■ Requirement ■
Send back every record word for word, with nothing missing.

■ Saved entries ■
== Segment start ==
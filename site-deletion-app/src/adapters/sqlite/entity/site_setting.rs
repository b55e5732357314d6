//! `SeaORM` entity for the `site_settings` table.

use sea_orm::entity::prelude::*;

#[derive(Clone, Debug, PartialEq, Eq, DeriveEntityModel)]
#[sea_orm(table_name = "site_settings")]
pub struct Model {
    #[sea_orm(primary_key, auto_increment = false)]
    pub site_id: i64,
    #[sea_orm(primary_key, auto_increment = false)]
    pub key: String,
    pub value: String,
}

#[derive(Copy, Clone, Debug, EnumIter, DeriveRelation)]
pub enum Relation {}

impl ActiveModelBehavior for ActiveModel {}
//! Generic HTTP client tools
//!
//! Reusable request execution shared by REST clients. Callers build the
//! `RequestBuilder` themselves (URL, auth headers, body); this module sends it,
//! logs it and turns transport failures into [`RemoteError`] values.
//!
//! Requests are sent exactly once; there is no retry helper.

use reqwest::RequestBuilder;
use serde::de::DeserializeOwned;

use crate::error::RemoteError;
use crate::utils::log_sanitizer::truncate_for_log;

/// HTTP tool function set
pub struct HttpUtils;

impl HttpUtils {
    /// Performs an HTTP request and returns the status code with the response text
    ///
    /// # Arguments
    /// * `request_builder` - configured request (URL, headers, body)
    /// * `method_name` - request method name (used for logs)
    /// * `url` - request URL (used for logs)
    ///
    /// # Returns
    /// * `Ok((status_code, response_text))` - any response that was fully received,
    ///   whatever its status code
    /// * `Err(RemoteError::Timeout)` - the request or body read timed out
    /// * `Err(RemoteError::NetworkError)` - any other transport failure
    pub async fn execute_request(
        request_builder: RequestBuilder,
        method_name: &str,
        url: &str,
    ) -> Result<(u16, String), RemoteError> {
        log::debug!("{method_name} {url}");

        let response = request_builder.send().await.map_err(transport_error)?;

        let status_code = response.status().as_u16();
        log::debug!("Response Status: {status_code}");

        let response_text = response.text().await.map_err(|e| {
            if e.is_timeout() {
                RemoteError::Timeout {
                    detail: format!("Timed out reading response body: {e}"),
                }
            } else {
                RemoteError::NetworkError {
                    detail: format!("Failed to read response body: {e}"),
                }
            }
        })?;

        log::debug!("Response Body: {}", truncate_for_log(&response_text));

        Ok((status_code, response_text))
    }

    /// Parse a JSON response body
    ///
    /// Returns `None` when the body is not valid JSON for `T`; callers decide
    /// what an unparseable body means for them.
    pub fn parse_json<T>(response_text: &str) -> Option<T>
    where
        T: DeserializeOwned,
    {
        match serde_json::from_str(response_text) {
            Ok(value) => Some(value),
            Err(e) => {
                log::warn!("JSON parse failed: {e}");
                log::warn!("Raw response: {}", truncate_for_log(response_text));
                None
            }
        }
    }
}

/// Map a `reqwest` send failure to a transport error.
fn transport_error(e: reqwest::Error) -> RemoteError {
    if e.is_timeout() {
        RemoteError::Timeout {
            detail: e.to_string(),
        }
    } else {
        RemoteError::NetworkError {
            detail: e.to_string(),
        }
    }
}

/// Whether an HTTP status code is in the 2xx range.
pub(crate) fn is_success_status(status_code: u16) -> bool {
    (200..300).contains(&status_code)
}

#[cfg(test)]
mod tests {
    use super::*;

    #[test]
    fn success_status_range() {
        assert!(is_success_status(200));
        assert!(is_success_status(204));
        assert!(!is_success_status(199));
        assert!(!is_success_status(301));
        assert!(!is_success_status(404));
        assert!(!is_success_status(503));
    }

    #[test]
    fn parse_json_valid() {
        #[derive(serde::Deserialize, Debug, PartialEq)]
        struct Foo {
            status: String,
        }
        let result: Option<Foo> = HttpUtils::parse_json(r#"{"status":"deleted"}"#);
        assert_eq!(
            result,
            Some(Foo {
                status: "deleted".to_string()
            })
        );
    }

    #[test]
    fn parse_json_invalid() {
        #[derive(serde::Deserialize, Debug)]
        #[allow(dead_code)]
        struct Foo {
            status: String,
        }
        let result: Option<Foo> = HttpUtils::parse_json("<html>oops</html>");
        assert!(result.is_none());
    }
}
== Segment end ==
■ Answer to this problem ■
filename site-deletion-app/src/adapters/sqlite/entity/site_setting.rs
repository b55e5732357314d6
//! `SeaORM` entity for the `site_settings` table.

use sea_orm::entity::prelude::*;

#[derive(Clone, Debug, PartialEq, Eq, DeriveEntityModel)]
#[sea_orm(table_name = "site_settings")]
pub struct Model {
    #[sea_orm(primary_key, auto_increment = false)]
    pub site_id: i64,
    #[sea_orm(primary_key, auto_increment = false)]
    pub key: String,
    pub value: String,
}

#[derive(Copy, Clone, Debug, EnumIter, DeriveRelation)]
pub enum Relation {}

impl ActiveModelBehavior for ActiveModel {}
//! Generic HTTP client tools
//!
//! Reusable request execution shared by REST clients. Callers build the
//! `RequestBuilder` themselves (URL, auth headers, body); this module sends it,
//! logs it and turns transport failures into [`RemoteError`] values.
//!
//! Requests are sent exactly once; there is no retry helper.

use reqwest::RequestBuilder;
use serde::de::DeserializeOwned;

use crate::error::RemoteError;
use crate::utils::log_sanitizer::truncate_for_log;

/// HTTP tool function set
pub struct HttpUtils;

impl HttpUtils {
    /// Performs an HTTP request and returns the status code with the response text
    ///
    /// # Arguments
    /// * `request_builder` - configured request (URL, headers, body)
    /// * `method_name` - request method name (used for logs)
    /// * `url` - request URL (used for logs)
    ///
    /// # Returns
    /// * `Ok((status_code, response_text))` - any response that was fully received,
    ///   whatever its status code
    /// * `Err(RemoteError::Timeout)` - the request or body read timed out
    /// * `Err(RemoteError::NetworkError)` - any other transport failure
    pub async fn execute_request(
        request_builder: RequestBuilder,
        method_name: &str,
        url: &str,
    ) -> Result<(u16, String), RemoteError> {
        log::debug!("{method_name} {url}");

        let response = request_builder.send().await.map_err(transport_error)?;

        let status_code = response.status().as_u16();
        log::debug!("Response Status: {status_code}");

        let response_text = response.text().await.map_err(|e| {
            if e.is_timeout() {
                RemoteError::Timeout {
                    detail: format!("Timed out reading response body: {e}"),
                }
            } else {
                RemoteError::NetworkError {
                    detail: format!("Failed to read response body: {e}"),
                }
            }
        })?;

        log::debug!("Response Body: {}", truncate_for_log(&response_text));

        Ok((status_code, response_text))
    }

    /// Parse a JSON response body
    ///
    /// Returns `None` when the body is not valid JSON for `T`; callers decide
    /// what an unparseable body means for them.
    pub fn parse_json<T>(response_text: &str) -> Option<T>
    where
        T: DeserializeOwned,
    {
        match serde_json::from_str(response_text) {
            Ok(value) => Some(value),
            Err(e) => {
                log::warn!("JSON parse failed: {e}");
                log::warn!("Raw response: {}", truncate_for_log(response_text));
                None
            }
        }
    }
}

/// Map a `reqwest` send failure to a transport error.
fn transport_error(e: reqwest::Error) -> RemoteError {
    if e.is_timeout() {
        RemoteError::Timeout {
            detail: e.to_string(),
        }
    } else {
        RemoteError::NetworkError {
            detail: e.to_string(),
        }
    }
}

/// Whether an HTTP status code is in the 2xx range.
pub(crate) fn is_success_status(status_code: u16) -> bool {
    (200..300).contains(&status_code)
}

#[cfg(test)]
mod tests {
    use super::*;

    #[test]
    fn success_status_range() {
        assert!(is_success_status(200));
        assert!(is_success_status(204));
        assert!(!is_success_status(199));
        assert!(!is_success_status(301));
        assert!(!is_success_status(404));
        assert!(!is_success_status(503));
    }

    #[test]
    fn parse_json_valid() {
        #[derive(serde::Deserialize, Debug, PartialEq)]
        struct Foo {
            status: String,
        }
        let result: Option<Foo> = HttpUtils::parse_json(r#"{"status":"deleted"}"#);
        assert_eq!(
            result,
            Some(Foo {
                status: "deleted".to_string()
            })
        );
    }

    #[test]
    fn parse_json_invalid() {
        #[derive(serde::Deserialize, Debug)]
        #[allow(dead_code)]
        struct Foo {
            status: String,
        }
        let result: Option<Foo> = HttpUtils::parse_json("<html>oops</html>");
        assert!(result.is_none());
    }
}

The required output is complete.